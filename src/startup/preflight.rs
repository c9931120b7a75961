//! Data directory checks for file-backed stores.

use std::fs;
use std::path::{Path, PathBuf};

use tracing::{debug, info};

use crate::database::StoreLocation;
use crate::startup::StartupError;

/// Probe file written and removed in the data directory
pub const WRITE_PROBE_FILE: &str = ".write_test";

#[derive(Debug, Clone, PartialEq, Eq)]
pub enum PreflightOutcome {
    /// In-memory or non-SQLite store, nothing checked
    NotFileBased,
    /// Directory exists and is writable
    Ready { data_dir: PathBuf, created: bool },
}

/// Directory holding the store file; `.` for a bare file name
pub fn data_dir_of(db_path: &Path) -> PathBuf {
    match db_path.parent() {
        Some(parent) if !parent.as_os_str().is_empty() => parent.to_path_buf(),
        _ => PathBuf::from("."),
    }
}

/// Absolute form of `path` for messages, without requiring it to exist
pub fn display_path(path: &Path) -> String {
    let absolute = if path.is_absolute() {
        path.to_path_buf()
    } else {
        std::env::current_dir()
            .map(|cwd| cwd.join(path))
            .unwrap_or_else(|_| path.to_path_buf())
    };
    absolute.display().to_string()
}

/// Make sure the store's directory exists and accepts writes
pub fn preflight_storage(location: &StoreLocation) -> Result<PreflightOutcome, StartupError> {
    let Some(db_path) = location.file_path() else {
        debug!(?location, "Store is not file-based, skipping data directory check");
        return Ok(PreflightOutcome::NotFileBased);
    };
    let data_dir = data_dir_of(db_path);

    let created = !data_dir.is_dir();
    if created {
        fs::create_dir_all(&data_dir).map_err(|source| StartupError::DataDirCreate {
            dir: data_dir.clone(),
            source,
        })?;
        info!(path = %data_dir.display(), "Created data directory");
    }

    let probe = data_dir.join(WRITE_PROBE_FILE);
    fs::write(&probe, b"")
        .and_then(|_| fs::remove_file(&probe))
        .map_err(|source| StartupError::DataDirNotWritable {
            dir: data_dir.clone(),
            source,
        })?;

    debug!(path = %data_dir.display(), "Data directory is writable");
    Ok(PreflightOutcome::Ready { data_dir, created })
}

#[cfg(test)]
mod tests {
    use super::*;
    use assert_matches::assert_matches;
    use tempfile::TempDir;

    #[test]
    fn test_data_dir_of() {
        assert_eq!(data_dir_of(Path::new("./data/app.db")), PathBuf::from("./data"));
        assert_eq!(data_dir_of(Path::new("app.db")), PathBuf::from("."));
        assert_eq!(data_dir_of(Path::new("/srv/app.db")), PathBuf::from("/srv"));
    }

    #[test]
    fn test_not_file_based_is_noop() {
        assert_eq!(
            preflight_storage(&StoreLocation::Memory).unwrap(),
            PreflightOutcome::NotFileBased
        );
        assert_eq!(
            preflight_storage(&StoreLocation::Other {
                scheme: "postgresql".into()
            })
            .unwrap(),
            PreflightOutcome::NotFileBased
        );
    }

    #[test]
    fn test_creates_nested_directory_and_leaves_no_probe() {
        let root = TempDir::new().unwrap();
        let data_dir = root.path().join("a").join("b");
        let location = StoreLocation::File(data_dir.join("toolkit.db"));

        let outcome = preflight_storage(&location).unwrap();
        assert_eq!(
            outcome,
            PreflightOutcome::Ready {
                data_dir: data_dir.clone(),
                created: true
            }
        );
        assert!(data_dir.is_dir());
        assert!(!data_dir.join(WRITE_PROBE_FILE).exists());

        assert_matches!(
            preflight_storage(&location).unwrap(),
            PreflightOutcome::Ready { created: false, .. }
        );
    }

    #[test]
    fn test_uncreatable_directory_is_fatal() {
        let root = TempDir::new().unwrap();
        // a regular file where a directory should be
        let blocker = root.path().join("data");
        std::fs::write(&blocker, "not a dir").unwrap();
        let location = StoreLocation::File(blocker.join("sub").join("toolkit.db"));

        assert_matches!(
            preflight_storage(&location),
            Err(StartupError::DataDirCreate { .. })
        );
    }

    #[test]
    fn test_failed_write_probe_is_fatal() {
        let root = TempDir::new().unwrap();
        // the probe path is taken by a directory, so writing it fails
        std::fs::create_dir(root.path().join(WRITE_PROBE_FILE)).unwrap();
        let location = StoreLocation::File(root.path().join("toolkit.db"));

        let err = preflight_storage(&location).unwrap_err();
        assert_matches!(
            &err,
            StartupError::DataDirNotWritable { dir, .. } if dir == root.path()
        );
        assert_eq!(err.to_string(), "Data directory is not writable!");
        assert!(err.remediation().contains("chown 1000:1000 ./data"));
    }
}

────

* [PROBLEM REQUIREMENTS]: Could you reproduce every record above exactly as it stands?

* [ANSWER TO THE EXERCISE]:
filename src/startup/preflight.rs
repository c9931120b7a75961
//! Data directory checks for file-backed stores.

use std::fs;
use std::path::{Path, PathBuf};

use tracing::{debug, info};

use crate::database::StoreLocation;
use crate::startup::StartupError;

/// Probe file written and removed in the data directory
pub const WRITE_PROBE_FILE: &str = ".write_test";

#[derive(Debug, Clone, PartialEq, Eq)]
pub enum PreflightOutcome {
    /// In-memory or non-SQLite store, nothing checked
    NotFileBased,
    /// Directory exists and is writable
    Ready { data_dir: PathBuf, created: bool },
}

/// Directory holding the store file; `.` for a bare file name
pub fn data_dir_of(db_path: &Path) -> PathBuf {
    match db_path.parent() {
        Some(parent) if !parent.as_os_str().is_empty() => parent.to_path_buf(),
        _ => PathBuf::from("."),
    }
}

/// Absolute form of `path` for messages, without requiring it to exist
pub fn display_path(path: &Path) -> String {
    let absolute = if path.is_absolute() {
        path.to_path_buf()
    } else {
        std::env::current_dir()
            .map(|cwd| cwd.join(path))
            .unwrap_or_else(|_| path.to_path_buf())
    };
    absolute.display().to_string()
}

/// Make sure the store's directory exists and accepts writes
pub fn preflight_storage(location: &StoreLocation) -> Result<PreflightOutcome, StartupError> {
    let Some(db_path) = location.file_path() else {
        debug!(?location, "Store is not file-based, skipping data directory check");
        return Ok(PreflightOutcome::NotFileBased);
    };
    let data_dir = data_dir_of(db_path);

    let created = !data_dir.is_dir();
    if created {
        fs::create_dir_all(&data_dir).map_err(|source| StartupError::DataDirCreate {
            dir: data_dir.clone(),
            source,
        })?;
        info!(path = %data_dir.display(), "Created data directory");
    }

    let probe = data_dir.join(WRITE_PROBE_FILE);
    fs::write(&probe, b"")
        .and_then(|_| fs::remove_file(&probe))
        .map_err(|source| StartupError::DataDirNotWritable {
            dir: data_dir.clone(),
            source,
        })?;

    debug!(path = %data_dir.display(), "Data directory is writable");
    Ok(PreflightOutcome::Ready { data_dir, created })
}

#[cfg(test)]
mod tests {
    use super::*;
    use assert_matches::assert_matches;
    use tempfile::TempDir;

    #[test]
    fn test_data_dir_of() {
        assert_eq!(data_dir_of(Path::new("./data/app.db")), PathBuf::from("./data"));
        assert_eq!(data_dir_of(Path::new("app.db")), PathBuf::from("."));
        assert_eq!(data_dir_of(Path::new("/srv/app.db")), PathBuf::from("/srv"));
    }

    #[test]
    fn test_not_file_based_is_noop() {
        assert_eq!(
            preflight_storage(&StoreLocation::Memory).unwrap(),
            PreflightOutcome::NotFileBased
        );
        assert_eq!(
            preflight_storage(&StoreLocation::Other {
                scheme: "postgresql".into()
            })
            .unwrap(),
            PreflightOutcome::NotFileBased
        );
    }

    #[test]
    fn test_creates_nested_directory_and_leaves_no_probe() {
        let root = TempDir::new().unwrap();
        let data_dir = root.path().join("a").join("b");
        let location = StoreLocation::File(data_dir.join("toolkit.db"));

        let outcome = preflight_storage(&location).unwrap();
        assert_eq!(
            outcome,
            PreflightOutcome::Ready {
                data_dir: data_dir.clone(),
                created: true
            }
        );
        assert!(data_dir.is_dir());
        assert!(!data_dir.join(WRITE_PROBE_FILE).exists());

        assert_matches!(
            preflight_storage(&location).unwrap(),
            PreflightOutcome::Ready { created: false, .. }
        );
    }

    #[test]
    fn test_uncreatable_directory_is_fatal() {
        let root = TempDir::new().unwrap();
        // a regular file where a directory should be
        let blocker = root.path().join("data");
        std::fs::write(&blocker, "not a dir").unwrap();
        let location = StoreLocation::File(blocker.join("sub").join("toolkit.db"));

        assert_matches!(
            preflight_storage(&location),
            Err(StartupError::DataDirCreate { .. })
        );
    }

    #[test]
    fn test_failed_write_probe_is_fatal() {
        let root = TempDir::new().unwrap();
        // the probe path is taken by a directory, so writing it fails
        std::fs::create_dir(root.path().join(WRITE_PROBE_FILE)).unwrap();
        let location = StoreLocation::File(root.path().join("toolkit.db"));

        let err = preflight_storage(&location).unwrap_err();
        assert_matches!(
            &err,
            StartupError::DataDirNotWritable { dir, .. } if dir == root.path()
        );
        assert_eq!(err.to_string(), "Data directory is not writable!");
        assert!(err.remediation().contains("chown 1000:1000 ./data"));
    }
}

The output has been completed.